Yes, eggs are a good & healthy sign. It usually signals that your water conditions and other environmental factors are too a shrimp's liking.

As for baby shrimplets surviving, it is not out of the question. Part of the confusion on this matter is the fact that there are several (many?) different species of shrimps that are marketed by pet stores as "ghost shrimp." However, most of them--including the two most common ones in US pet stores (The American Freshwater Glass Shrimp, _Palaemonetes paludosus_, and the Amazon Glass Shrimp, _Palaemonetes sp._)--do *not* need brackish water for shrimplet survival. However, the babies are born as free-swimming larvae and thus require lots of microoganisms in the water column in order to having a fighting chance, making successful fry survival in most aquariums pretty rare. In very aged tanks with lots of decaying plants, detritus, etc., combined with a lack of anything else in the tank that would eat the larvae, you might indeed see successful breeding.
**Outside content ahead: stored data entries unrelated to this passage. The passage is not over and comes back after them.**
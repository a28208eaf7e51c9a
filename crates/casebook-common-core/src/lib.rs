//! Casebook common core types and utilities.

pub mod error;
pub mod id;
pub mod status;
pub mod timestamp;

pub use error::Error;
pub use id::{CaseId, EventId, IdParseError};
pub use status::CaseStatus;
pub use timestamp::Timestamp;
*EDIT:* the shrimp most commonly seen in the hobby that *does* require brackish water for fry survival is the Amano shrimp (also called the Yamato shrimp or Japonica shrimp), _Caridina japonica_.


----------



## yellowfox123 (Sep 24, 2008)

*Re: gohst shrimp*

Well, I need to get my guppies out of the tank. if it wasn't for them, its posable that I might get some baby shrimp as there seems to be plenty of food for the baby guppies. Though, they are probably the ones eating the larvae.


----------



## Sunstar (Sep 17, 2008)

*Re: gohst shrimp*

I got baby ghosts in a brackish bottle. I had them with some cherries and removed the adult. I still got them, they're cute. baby ghosts swim upside down while they're in their larval stage.


----------



## cwilfinger (Aug 1, 2008)

I had an outbreak of ich a while back and I had the temp raised on my tank and salt in the water. During that time I had a female ghost shrimp give birth. Now I have several 1/2 ghost shrimps in my tank. I have plenty of decaying plant matter due to my heavily planted tank and plenty of hiding places. So raising them can be done.


----------



## Sunstar (Sep 17, 2008)

That sounded like a beneficial side effect of the ich there. I hope your fish got better.


----------



## cwilfinger (Aug 1, 2008)

My mollys all survived but all the tetras didn't make it (28 of them). I'm right now concentrating on getting the plants back in shape. With the higher heat and salt in the water, my plants are now looking kinda ragged.
My tetras did not make it due to many posts that state to "add salt" but not how to add the salt So I dumped the salt in. Needless to say, the shock of the salt killed them all. Mollys like having a little salt in the water so they were happy as clams. So lesson learned the hard way - Add salt VERY SLOWLY - like over the course of several days.


----------



## Sunstar (Sep 17, 2008)

I think some tetras do not like salt. I cannot remember exactly But I know what you mean. Add salt a bit at a time to get them adjusted.


----------



## Muirner (Jan 9, 2007)

sunstar i'm chasing you around the forums. So how can i identify my ghost shrimp? I'm sure it'll be hard as crap ut i wanna give it a go. If my preggers ghost shrimp needs brackish water then i guess i'll have no new babies But if they will survive then i need to go get a prefilter.


----------



## Nelumbo74 (May 2, 2008)

You probably have P. paludosus. They are raised in huge freshwater ponds in Florida without any exposure to saltwater. I've had many babies survive in heavily planted tanks.


----------



## waton8 (Aug 13, 2007)

post a picture... i`ve succesed on raising ghost shrimps feeding them with bakers yeast (the same i used to use for mi DIY CO2 reactor) of course no fish was in the tank (the yeas might kill them by blocking the gills).


----------



## Muirner (Jan 9, 2007)

Do you want pictures from the front? Side? Back? I checked out a Canon S5 IS this weekend with a tripod. Maybe in super macro mode i'll be able to get you a quality shot.


----------